SAT finally held that as SEBI has not found any instance of leakage of UPSI it cannot be held that what's app message with respect to financial results being forwarded is UPSI. As insider trading is a civil offence it requires strong probability to prove any violation. In this case even if SEBI has build up a case of leak of UPSI but in first instance the what's app forwarded message cannot be considered as UPSI as there is no proof of leak of UPSI. Also to consider any instance as leak of UPSI the person receiving it must know that it is UPSI. In this case it has been seen that persons receiving it did not knew it was UPSI. 

So it is held that the persons are not liable for leak of UPSI.   

       

Are all disclosures made under REgualtion 30 UPSI? (40,000 crore group acquires Rs 4 crore company SAT holds it as UPSI)

In a recent order dt: 25th March 2021 in the matter of B. Renganathan ('Appellant') vs Securities and Exchange Board of India ('SEBI') Hon'able Securities Appellate Tribunal ('SAT') has held that 100% acquisition of a company by a wholly owned subsidiary of a listed company is a material event as per SEBI (Listing Obligations and Disclosure Requirements), Regulations 2015 ('LODR'). SAT further held that Trading Window needs to be closed for such acquisitions. Now let us delve into the ratio of the case.

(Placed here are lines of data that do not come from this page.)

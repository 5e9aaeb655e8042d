use serde::{ Serialize, Deserialize };

/// One active typer in a session. Producers refresh `ts` on a heartbeat.
#[derive(Clone, Debug, PartialEq, Eq, Serialize, Deserialize)]
#[serde(rename_all = "camelCase")]
pub struct TypingSignal {
    pub subject_id: String,
    #[serde(default, skip_serializing_if = "Option::is_none")]
    pub display_name: Option<String>,
    pub ts: i64,
}

impl TypingSignal {
    pub fn label(&self) -> &str {
        self.display_name.as_deref().unwrap_or(&self.subject_id)
    }

    pub fn is_stale(&self, now: i64, stale_after_ms: i64) -> bool {
        now - self.ts > stale_after_ms
    }
}

#[derive(Clone, Debug, PartialEq, Eq, Serialize, Deserialize)]
pub struct PresenceRecord {
    pub uid: String,
    #[serde(rename = "displayName", default)]
    pub display_name: Option<String>,
    pub last_seen: i64,
    pub online: bool,
}
use async_trait::async_trait;
use crate::error::StoreError;
use crate::models::chat::{ MessagePatch, MessageRecord };
use crate::models::presence::{ PresenceRecord, TypingSignal };
use crate::store::{ RemoteStore, SnapshotStream };
use futures::future::BoxFuture;
use futures::{ Stream, StreamExt };
use log::{ debug, error, warn };
use redis::{ AsyncCommands, Client };
use redis::aio::MultiplexedConnection;
use std::collections::HashMap;
use tokio::sync::mpsc;
use tokio_stream::wrappers::ReceiverStream;

const SNAPSHOT_BUFFER: usize = 16;

/// Redis layout per session:
/// - `<prefix><session>:messages` hash of id -> record JSON
/// - `<prefix><session>:order` sorted set of ids scored by timestamp
/// - `<prefix><session>:typing` hash of subject id -> signal JSON
/// - `<prefix><session>:messages:changed` / `:typing:changed` pub/sub channels
pub struct RedisStore {
    client: Client,
    key_prefix: String,
}

impl RedisStore {
    pub fn new(host: &str, key_prefix: &str) -> Result<Self, StoreError> {
        Ok(Self {
            client: Client::open(host)?,
            key_prefix: key_prefix.to_string(),
        })
    }

    async fn get_connection(&self) -> Result<MultiplexedConnection, redis::RedisError> {
        self.client.get_multiplexed_async_connection().await
    }

    fn key(&self, session_id: &str, suffix: &str) -> String {
        format!("{}{}:{}", self.key_prefix, session_id, suffix)
    }

    fn presence_key(&self) -> String {
        format!("{}presence", self.key_prefix)
    }

    /// Loads a snapshot once, then again after every notification on
    /// `channel`, until the consumer drops the stream.
    async fn watch_channel<T, L>(
        &self,
        channel: String,
        loader: L
    ) -> Result<SnapshotStream<T>, StoreError>
        where
            T: Send + 'static,
            L: Fn(MultiplexedConnection) -> BoxFuture<'static, Result<Vec<T>, StoreError>> +
                Send +
                'static
    {
        let mut pubsub = self.client.get_async_pubsub().await?;
        pubsub.subscribe(&channel).await?;
        let conn = self.get_connection().await?;
        let (tx, rx) = mpsc::channel(SNAPSHOT_BUFFER);

        tokio::spawn(
            forward_snapshots(channel, pubsub.into_on_message(), move || loader(conn.clone()), tx)
        );

        Ok(Box::pin(ReceiverStream::new(rx)))
    }
}

/// Sends a fresh snapshot now and after every notification. Ends when the
/// notifications stop or the receiving side is dropped, whichever is first.
async fn forward_snapshots<T, N, L>(
    channel: String,
    notifications: N,
    load: L,
    tx: mpsc::Sender<Vec<T>>
)
    where N: Stream, L: Fn() -> BoxFuture<'static, Result<Vec<T>, StoreError>>
{
    tokio::pin!(notifications);
    loop {
        match load().await {
            Ok(snapshot) => {
                if tx.send(snapshot).await.is_err() {
                    debug!("Snapshot consumer for {} dropped", channel);
                    break;
                }
            }
            Err(e) => {
                error!("Failed to load snapshot for {}: {}", channel, e);
            }
        }
        tokio::select! {
            _ = tx.closed() => {
                debug!("Snapshot consumer for {} dropped", channel);
                break;
            }
            next = notifications.next() => {
                if next.is_none() {
                    warn!("Change channel {} closed", channel);
                    break;
                }
            }
        }
    }
}

async fn load_messages(
    mut conn: MultiplexedConnection,
    order_key: String,
    messages_key: String
) -> Result<Vec<MessageRecord>, StoreError> {
    let ids: Vec<String> = conn.zrange(&order_key, 0, -1).await?;
    let raw: HashMap<String, String> = conn.hgetall(&messages_key).await?;
    let mut records = Vec::with_capacity(ids.len());

    for id in &ids {
        match raw.get(id) {
            Some(json) => {
                match serde_json::from_str::<MessageRecord>(json) {
                    Ok(record) => records.push(record),
                    Err(e) => error!("Error parsing message {}: {}", id, e),
                }
            }
            None => debug!("Ordered id {} has no message body", id),
        }
    }

    Ok(records)
}

async fn load_typing(
    mut conn: MultiplexedConnection,
    typing_key: String
) -> Result<Vec<TypingSignal>, StoreError> {
    let raw: HashMap<String, String> = conn.hgetall(&typing_key).await?;
    let mut signals: Vec<TypingSignal> = raw
        .into_iter()
        .filter_map(|(subject, json)| {
            match serde_json::from_str(&json) {
                Ok(signal) => Some(signal),
                Err(e) => {
                    error!("Error parsing typing signal for {}: {}", subject, e);
                    None
                }
            }
        })
        .collect();
    signals.sort_by(|a, b| a.subject_id.cmp(&b.subject_id));
    Ok(signals)
}

#[async_trait]
impl RemoteStore for RedisStore {
    async fn subscribe_messages(
        &self,
        session_id: &str
    ) -> Result<SnapshotStream<MessageRecord>, StoreError> {
        let order_key = self.key(session_id, "order");
        let messages_key = self.key(session_id, "messages");
        self.watch_channel(self.key(session_id, "messages:changed"), move |conn| {
            Box::pin(load_messages(conn, order_key.clone(), messages_key.clone()))
        }).await
    }

    async fn subscribe_typing(
        &self,
        session_id: &str
    ) -> Result<SnapshotStream<TypingSignal>, StoreError> {
        let typing_key = self.key(session_id, "typing");
        self.watch_channel(self.key(session_id, "typing:changed"), move |conn| {
            Box::pin(load_typing(conn, typing_key.clone()))
        }).await
    }

    async fn put_message(&self, session_id: &str, record: &MessageRecord) -> Result<(), StoreError> {
        let mut conn = self.get_connection().await?;
        let json = serde_json::to_string(record)?;

        redis
            ::pipe()
            .atomic()
            .hset(self.key(session_id, "messages"), &record.id, json)
            .ignore()
            .zadd(self.key(session_id, "order"), &record.id, record.timestamp)
            .ignore()
            .publish(self.key(session_id, "messages:changed"), &record.id)
            .ignore()
            .query_async::<_, ()>(&mut conn).await?;
        Ok(())
    }

    async fn merge_message(
        &self,
        session_id: &str,
        message_id: &str,
        patch: &MessagePatch
    ) -> Result<(), StoreError> {
        let mut conn = self.get_connection().await?;
        let messages_key = self.key(session_id, "messages");

        let current: Option<String> = conn.hget(&messages_key, message_id).await?;
        let mut record: MessageRecord = match current {
            Some(json) => serde_json::from_str(&json)?,
            None => {
                return Err(StoreError::MessageNotFound {
                    session_id: session_id.to_string(),
                    message_id: message_id.to_string(),
                });
            }
        };
        patch.apply(&mut record);

        redis
            ::pipe()
            .hset(&messages_key, message_id, serde_json::to_string(&record)?)
            .ignore()
            .publish(self.key(session_id, "messages:changed"), message_id)
            .ignore()
            .query_async::<_, ()>(&mut conn).await?;
        Ok(())
    }

    async fn put_typing(&self, session_id: &str, signal: &TypingSignal) -> Result<(), StoreError> {
        let mut conn = self.get_connection().await?;
        redis
            ::pipe()
            .hset(self.key(session_id, "typing"), &signal.subject_id, serde_json::to_string(signal)?)
            .ignore()
            .publish(self.key(session_id, "typing:changed"), &signal.subject_id)
            .ignore()
            .query_async::<_, ()>(&mut conn).await?;
        Ok(())
    }

    async fn clear_typing(&self, session_id: &str, subject_id: &str) -> Result<(), StoreError> {
        let mut conn = self.get_connection().await?;
        redis
            ::pipe()
            .hdel(self.key(session_id, "typing"), subject_id)
            .ignore()
            .publish(self.key(session_id, "typing:changed"), subject_id)
            .ignore()
            .query_async::<_, ()>(&mut conn).await?;
        Ok(())
    }

    async fn put_presence(&self, record: &PresenceRecord) -> Result<(), StoreError> {
        let mut conn = self.get_connection().await?;
        let key = self.presence_key();

        let mut merged = record.clone();
        if merged.display_name.is_none() {
            let existing: Option<String> = conn.hget(&key, &record.uid).await?;
            if let Some(json) = existing {
                match serde_json::from_str::<PresenceRecord>(&json) {
                    Ok(previous) => merged.display_name = previous.display_name,
                    Err(e) => warn!("Overwriting unreadable presence for {}: {}", record.uid, e),
                }
            }
        }

        let _: () = conn.hset(&key, &record.uid, serde_json::to_string(&merged)?).await?;
        Ok(())
    }
}
#![allow(dead_code)]

use neocoder_sync::config::SessionConfig;
use neocoder_sync::models::websocket::OutboundFrame;
use neocoder_sync::session::TimelineView;
use neocoder_sync::transport::{ ConnectionState, Transport };
use std::sync::{ Arc, Mutex };
use std::time::Duration;
use tokio::sync::watch;

/// Transport double that keeps every frame sent while `Open`.
pub struct RecordingTransport {
    frames: Mutex<Vec<OutboundFrame>>,
    state: Mutex<ConnectionState>,
}

impl RecordingTransport {
    pub fn with_state(state: ConnectionState) -> Arc<Self> {
        Arc::new(Self {
            frames: Mutex::new(Vec::new()),
            state: Mutex::new(state),
        })
    }

    pub fn open() -> Arc<Self> {
        Self::with_state(ConnectionState::Open)
    }

    pub fn frames(&self) -> Vec<OutboundFrame> {
        self.frames.lock().unwrap().clone()
    }

    pub fn set_state(&self, state: ConnectionState) {
        *self.state.lock().unwrap() = state;
    }
}

impl Transport for RecordingTransport {
    fn send(&self, frame: OutboundFrame) {
        if self.state() == ConnectionState::Open {
            self.frames.lock().unwrap().push(frame);
        }
    }

    fn state(&self) -> ConnectionState {
        *self.state.lock().unwrap()
    }

    fn close(&self) {
        self.set_state(ConnectionState::Closed);
    }
}

pub fn test_config() -> SessionConfig {
    SessionConfig {
        session_id: "test-chat".to_string(),
        subject_id: "me".to_string(),
        model: "gpt-4".to_string(),
        credential: "sk-test".to_string(),
        greeting: Vec::new(),
        persist_local: false,
        store_type: "memory".to_string(),
        ..SessionConfig::default()
    }
}

/// Waits until the published view satisfies `pred`, failing after two seconds.
pub async fn wait_for<F>(views: &mut watch::Receiver<TimelineView>, pred: F) -> TimelineView
    where F: Fn(&TimelineView) -> bool
{
    let waited = tokio::time::timeout(Duration::from_secs(2), async {
        loop {
            {
                let view = views.borrow_and_update();
                if pred(&view) {
                    return view.clone();
                }
            }
            views.changed().await.expect("controller dropped its view sender");
        }
    }).await;
    waited.expect("timed out waiting for view")
}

Ecap Equities Ltd a wholly owned subsidiary of Edelweiss Financial Services Ltd acquired a fintech company by name Alternative Investment Market Advisors Private Limited („AIMIN‟ for short) by acquiring 100% of the latter‟s equity capital. A disclosure to this effect was made to the stock exchanges by Edelweiss on April 5, 2017. However, a Term Sheet in respect of the said transaction was signed between Ecap and AIMIN on January 25, 2017. Though Edelweiss made a disclosure to the stock exchanges regarding the acquisition of AIMIN on April 5, 2017 consequent to the signing of the Share Purchase Agreement (SPA) under Regulation 30 of the SEBI (Listing Obligations and Disclosure Requirements) Regulations, 2015 („LODR Regulations‟ for short), the company did not close the trading window at any point in time.

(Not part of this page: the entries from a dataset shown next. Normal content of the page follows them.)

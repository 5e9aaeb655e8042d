pub mod memory;
pub mod redis;

use async_trait::async_trait;
use futures::Stream;
use log::info;
use std::pin::Pin;
use std::sync::Arc;
use crate::config::SessionConfig;
use crate::error::StoreError;
use crate::models::chat::{ MessagePatch, MessageRecord };
use crate::models::presence::{ PresenceRecord, TypingSignal };

/// Full-snapshot-on-change stream: every item is the complete current
/// collection, never a diff. Dropping the stream cancels the subscription.
pub type SnapshotStream<T> = Pin<Box<dyn Stream<Item = Vec<T>> + Send>>;

/// Replicated document store holding persisted messages and presence.
#[async_trait]
pub trait RemoteStore: Send + Sync {
    /// Messages of a session ordered by timestamp.
    async fn subscribe_messages(
        &self,
        session_id: &str
    ) -> Result<SnapshotStream<MessageRecord>, StoreError>;

    async fn subscribe_typing(
        &self,
        session_id: &str
    ) -> Result<SnapshotStream<TypingSignal>, StoreError>;

    /// Creates or replaces a message under its own id.
    async fn put_message(&self, session_id: &str, record: &MessageRecord) -> Result<(), StoreError>;

    /// Partial-field merge into an existing message, last writer wins.
    async fn merge_message(
        &self,
        session_id: &str,
        message_id: &str,
        patch: &MessagePatch
    ) -> Result<(), StoreError>;

    async fn put_typing(&self, session_id: &str, signal: &TypingSignal) -> Result<(), StoreError>;

    async fn clear_typing(&self, session_id: &str, subject_id: &str) -> Result<(), StoreError>;

    /// Merges an online/offline record; a missing display name keeps the stored one.
    async fn put_presence(&self, record: &PresenceRecord) -> Result<(), StoreError>;
}

pub fn create_store(config: &SessionConfig) -> Result<Arc<dyn RemoteStore>, StoreError> {
    match config.store_type.to_lowercase().as_str() {
        "redis" => {
            let store = redis::RedisStore::new(&config.store_host, &config.store_prefix)?;
            Ok(Arc::new(store))
        }
        "memory" => Ok(Arc::new(memory::MemoryStore::new())),
        _ => Err(StoreError::UnsupportedStore(config.store_type.clone())),
    }
}

pub fn initialize_store(config: &SessionConfig) -> Result<Arc<dyn RemoteStore>, StoreError> {
    info!("Session timeline will be stored in: {} at {}", config.store_type, config.store_host);
    create_store(config)
}
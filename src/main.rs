use clap::Parser;
use dotenv::dotenv;
use neocoder_sync::cli::Args;
use std::error::Error;

#[tokio::main]
async fn main() -> Result<(), Box<dyn Error + Send + Sync>> {
    dotenv().ok();
    let args = Args::parse();
    let default_filter = if args.debug { "debug" } else { "info" };
    env_logger::Builder::from_env(env_logger::Env::default().default_filter_or(default_filter)).init();

    neocoder_sync::run(args).await
}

Appellant argued that to fall under the definition of UPSI materiality is test that is needed to be passed. Further in this case there was no impact on price of shares of edelweiss after the disclosure was made. Appellant further argued that acquisition was of Rs 4 crores only which was a miniscule amount as against the networth of edelweiss group which is 40,000 crore. Appellant further contended that a disclosure under Regulation 30 of LODR Regulations was made since under this regulation disclosures have to be made without consideration of materiality. Such a disclosure made under the LODR Regulations, which is obligatory on the part of a listed entity, it was contended by the learned counsel, cannot be imported to enforce a violation under the PIT Regulations relating to UPSI where it has to muster the additional test of materiality.

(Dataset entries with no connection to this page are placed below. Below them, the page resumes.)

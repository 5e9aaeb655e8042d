mod support;

use neocoder_sync::models::chat::{ MessageKind, MessageRecord, Origin, Role };
use neocoder_sync::models::websocket::{ InboundFrame, OutboundFrame };
use neocoder_sync::order::scroll_target;
use neocoder_sync::session::{ SessionController, SessionEvent, WaitingState };
use neocoder_sync::store::memory::MemoryStore;
use neocoder_sync::subscriber::RemoteEvent;
use neocoder_sync::transport::{ ConnectionState, TransportEvent };
use std::sync::Arc;
use support::{ test_config, RecordingTransport };

fn controller(transport: &Arc<RecordingTransport>) -> SessionController {
    SessionController::new(test_config(), transport.clone(), Arc::new(MemoryStore::new()))
}

fn stream(output: &str) -> SessionEvent {
    SessionEvent::Transport(
        TransportEvent::Frame(InboundFrame::Stream { output: output.to_string(), mime: None })
    )
}

fn final_frame() -> SessionEvent {
    SessionEvent::Transport(TransportEvent::Frame(InboundFrame::Final))
}

fn record(id: &str, pinned: bool, timestamp: i64) -> MessageRecord {
    MessageRecord {
        id: id.to_string(),
        text: format!("persisted {}", id),
        role: Role::System,
        kind: MessageKind::Message,
        pinned,
        timestamp,
    }
}

#[tokio::test]
async fn streamed_chunks_fold_into_one_code_message() {
    let transport = RecordingTransport::open();
    let mut session = controller(&transport);

    session.dispatch(stream("print("));
    assert_eq!(session.waiting(), WaitingState::RunningCode);
    session.dispatch(stream("1)"));
    session.dispatch(final_frame());

    let view = session.view();
    assert_eq!(view.messages.len(), 1);
    assert_eq!(view.messages[0].text, "print(1)");
    assert_eq!(view.messages[0].kind, MessageKind::Code);
    assert_eq!(view.messages[0].role, Role::System);
    assert_eq!(view.waiting, WaitingState::Idle);
}

#[tokio::test]
async fn submit_creates_user_message_and_sends_run_code() {
    let transport = RecordingTransport::open();
    let mut session = controller(&transport);

    session.dispatch(SessionEvent::Submit("  plot a sine wave \n".to_string()));

    let view = session.view();
    assert_eq!(view.messages.len(), 1);
    assert_eq!(view.messages[0].role, Role::User);
    assert_eq!(view.messages[0].text, "plot a sine wave");
    assert_eq!(view.waiting, WaitingState::GeneratingCode);
    assert_eq!(
        transport.frames(),
        vec![OutboundFrame::RunCode {
            code: "plot a sine wave".to_string(),
            model: "gpt-4".to_string(),
            credential: "sk-test".to_string(),
        }]
    );

    // the response after a user message is a new message, not an append
    session.dispatch(stream("import numpy"));
    let view = session.view();
    assert_eq!(view.messages.len(), 2);
    assert_eq!(view.messages[1].kind, MessageKind::Code);
}

#[tokio::test]
async fn blank_input_has_no_effect() {
    let transport = RecordingTransport::open();
    let mut session = controller(&transport);

    session.dispatch(SessionEvent::Submit(String::new()));
    session.dispatch(SessionEvent::Submit("   ".to_string()));

    assert!(session.view().messages.is_empty());
    assert!(transport.frames().is_empty());
    assert_eq!(session.waiting(), WaitingState::Idle);
}

#[tokio::test]
async fn reset_adds_one_notice_and_one_frame() {
    let transport = RecordingTransport::open();
    let mut session = controller(&transport);

    session.dispatch(SessionEvent::Submit("reset".to_string()));

    let view = session.view();
    assert_eq!(view.messages.len(), 1);
    assert_eq!(view.messages[0].role, Role::System);
    assert_eq!(view.messages[0].text, "Restarting kernel...");
    assert_eq!(transport.frames(), vec![OutboundFrame::Reset]);
}

#[tokio::test]
async fn clear_empties_the_timeline_without_sending() {
    let transport = RecordingTransport::open();
    let mut session = SessionController::new(
        {
            let mut config = test_config();
            config.greeting = vec!["Hello! Ask me to do something.".to_string()];
            config
        },
        transport.clone(),
        Arc::new(MemoryStore::new())
    );
    session.dispatch(SessionEvent::Remote(RemoteEvent::Messages(vec![record("old", false, 1)])));
    session.dispatch(stream("x = 1"));
    assert_eq!(session.view().messages.len(), 3);

    session.dispatch(SessionEvent::Submit("clear".to_string()));
    assert!(session.view().messages.is_empty());
    assert!(transport.frames().is_empty());

    // a later snapshot does not bring back what was cleared
    session.dispatch(SessionEvent::Remote(RemoteEvent::Messages(vec![record("old", false, 1)])));
    assert!(session.view().messages.is_empty());
}

#[tokio::test]
async fn retry_adds_notice_and_resends_without_touching_the_original() {
    let transport = RecordingTransport::open();
    let mut session = controller(&transport);

    session.dispatch(SessionEvent::Submit("foo".to_string()));
    let original = session.view().messages[0].clone();

    session.dispatch(SessionEvent::Retry("foo".to_string()));

    let view = session.view();
    assert_eq!(view.messages.len(), 2);
    assert_eq!(view.messages[0], original);
    assert_eq!(view.messages[1].role, Role::System);
    assert!(view.messages[1].text.contains("foo"));
    assert_eq!(view.waiting, WaitingState::GeneratingCode);

    let frames = transport.frames();
    assert_eq!(frames.len(), 2);
    assert!(matches!(&frames[1], OutboundFrame::RunCode { code, .. } if code == "foo"));
}

#[tokio::test]
async fn remote_snapshot_overrides_optimistic_pin() {
    let transport = RecordingTransport::open();
    let mut session = controller(&transport);
    session.dispatch(SessionEvent::Remote(RemoteEvent::Messages(vec![record("m", false, 1)])));

    session.dispatch(SessionEvent::TogglePin("m".to_string()));
    assert!(session.view().messages[0].pinned);
    assert!(session.view().pinned_ids().contains("m"));

    // another client unpinned it concurrently; the snapshot wins
    session.dispatch(SessionEvent::Remote(RemoteEvent::Messages(vec![record("m", false, 1)])));
    assert!(!session.view().messages[0].pinned);
}

#[tokio::test]
async fn persisted_copy_supersedes_local_message_by_id() {
    let transport = RecordingTransport::open();
    let mut session = controller(&transport);

    session.dispatch(SessionEvent::Submit("hello".to_string()));
    let local = session.view().messages[0].clone();
    assert_eq!(local.origin, Origin::Local);

    let mut persisted = local.to_record();
    persisted.pinned = true;
    session.dispatch(SessionEvent::Remote(RemoteEvent::Messages(vec![persisted])));

    let view = session.view();
    assert_eq!(view.messages.len(), 1);
    assert_eq!(view.messages[0].id, local.id);
    assert_eq!(view.messages[0].origin, Origin::Persisted);
    assert!(view.messages[0].pinned);
}

#[tokio::test]
async fn pinned_messages_render_first_with_scroll_offset() {
    let transport = RecordingTransport::open();
    let mut session = controller(&transport);
    session.dispatch(
        SessionEvent::Remote(
            RemoteEvent::Messages(
                vec![record("a", false, 1), record("p", true, 2), record("b", false, 3), record("c", false, 4)]
            )
        )
    );

    let view = session.view();
    let order: Vec<&str> = view
        .display_order()
        .iter()
        .map(|m| m.id.as_str())
        .collect();
    assert_eq!(order, vec!["p", "a", "b", "c"]);
    assert_eq!(scroll_target(500.0, 1200.0, 40.0), 740.0);
}

#[tokio::test]
async fn closed_transport_stops_waiting_and_tolerates_trailing_chunks() {
    let transport = RecordingTransport::open();
    let mut session = controller(&transport);
    session.dispatch(SessionEvent::Submit("run it".to_string()));
    session.dispatch(stream("a"));

    transport.set_state(ConnectionState::Closed);
    session.dispatch(
        SessionEvent::Transport(TransportEvent::StateChanged(ConnectionState::Closed))
    );
    assert_eq!(session.waiting(), WaitingState::Idle);
    assert_eq!(session.connection(), ConnectionState::Closed);

    session.dispatch(stream("b"));
    let view = session.view();
    assert_eq!(view.messages.len(), 2);
    assert_eq!(view.messages[1].text, "ab");
    assert_eq!(view.waiting, WaitingState::Idle);
}

#[tokio::test]
async fn sends_while_disconnected_are_dropped_silently() {
    let transport = RecordingTransport::with_state(ConnectionState::Errored);
    let mut session = controller(&transport);

    session.dispatch(SessionEvent::Submit("anyone there?".to_string()));

    assert_eq!(session.view().messages.len(), 1);
    assert!(transport.frames().is_empty());
}

#[tokio::test]
async fn upload_notifications_add_informational_messages() {
    let transport = RecordingTransport::open();
    let mut session = controller(&transport);

    session.dispatch(SessionEvent::UploadStarted("data.csv".to_string()));
    assert_eq!(session.waiting(), WaitingState::UploadingFile);
    assert!(session.view().messages.is_empty());

    session.dispatch(SessionEvent::UploadCompleted("data.csv".to_string()));
    let view = session.view();
    assert_eq!(view.messages.len(), 1);
    assert_eq!(view.messages[0].text, "File data.csv uploaded successfully.");
    assert_eq!(view.waiting, WaitingState::Idle);
    assert!(transport.frames().is_empty());
}

#[tokio::test]
async fn seal_on_final_keeps_back_to_back_responses_apart() {
    let transport = RecordingTransport::open();
    let mut config = test_config();
    config.seal_on_final = true;
    let mut session = SessionController::new(config, transport.clone(), Arc::new(MemoryStore::new()));

    session.dispatch(stream("first"));
    session.dispatch(final_frame());
    session.dispatch(stream("second"));

    let texts: Vec<String> = session
        .view()
        .messages.iter()
        .map(|m| m.text.clone())
        .collect();
    assert_eq!(texts, vec!["first", "second"]);
}

#[tokio::test]
async fn chunks_after_the_stored_echo_stay_visible() {
    let transport = RecordingTransport::open();
    let mut config = test_config();
    config.persist_local = true;
    let mut session = SessionController::new(config, transport.clone(), Arc::new(MemoryStore::new()));

    session.dispatch(stream("print("));
    session.dispatch(final_frame());
    let echoed = session.view().messages[0].to_record();
    session.dispatch(SessionEvent::Remote(RemoteEvent::Messages(vec![echoed.clone()])));
    assert_eq!(session.view().messages[0].origin, Origin::Persisted);

    session.dispatch(stream("1)"));
    let view = session.view();
    assert_eq!(view.messages.len(), 1);
    assert_eq!(view.messages[0].text, "print(1)");

    // a stale re-delivery of the old text does not hide the appended chunk
    session.dispatch(SessionEvent::Remote(RemoteEvent::Messages(vec![echoed.clone()])));
    assert_eq!(session.view().messages[0].text, "print(1)");

    session.dispatch(final_frame());
    let mut updated = echoed;
    updated.text = "print(1)".to_string();
    session.dispatch(SessionEvent::Remote(RemoteEvent::Messages(vec![updated])));
    let view = session.view();
    assert_eq!(view.messages.len(), 1);
    assert_eq!(view.messages[0].text, "print(1)");
    assert_eq!(view.messages[0].origin, Origin::Persisted);
}

#[tokio::test]
async fn messages_created_right_after_clear_are_not_hidden() {
    let transport = RecordingTransport::open();
    let mut session = controller(&transport);

    session.dispatch(SessionEvent::Submit("before".to_string()));
    session.dispatch(SessionEvent::Submit("clear".to_string()));
    session.dispatch(SessionEvent::Submit("after".to_string()));

    let after = session.view().messages[0].clone();
    assert_eq!(after.text, "after");

    session.dispatch(SessionEvent::Remote(RemoteEvent::Messages(vec![after.to_record()])));
    let view = session.view();
    assert_eq!(view.messages.len(), 1);
    assert_eq!(view.messages[0].origin, Origin::Persisted);

    session.dispatch(SessionEvent::TogglePin(after.id.clone()));
    assert!(session.view().messages[0].pinned);
}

In this regard SEBI stated that under Regulation 30 even 5% acquisition is liable to be disclosed to stock exchange. In this case acquisition was 100%. Further even if reference to Regulation 30 has been removed from Regulation 2(1)(n) of PIT Regulations there is still term 'acquisition' mentioned under Regulation 2(1)(n). It means any acquisition done by the company is material event and UPSI. One cannot apply the principle of materiality to acquisitions of events that are listed specifically in definition of UPSI. Further this event was disclosed by the company under Regulation 30 without giving the details of financial magnitudes and business volumes and stating that the acquisition though 100% of company is only an addition to fintech having no impact on the business volumes etc.  

In this case it is also held that actual price sensitiveness is irrelevant. What is relevant is whether the event in question is likely to have a material effect irrespective of whether it actually impact or not. What is relevant is whether the event in question is likely to have a material effect irrespective of whether it actually impact or not.


Companies while making disclosure under Regulation 30 of LODR shall keep in mind that disclosure has to be given as per format given under SEBI Circular dt: September 9, 2015. In this case as it did not disclose in specified format it was eventually held that disclosure impacted the business in a positive manner.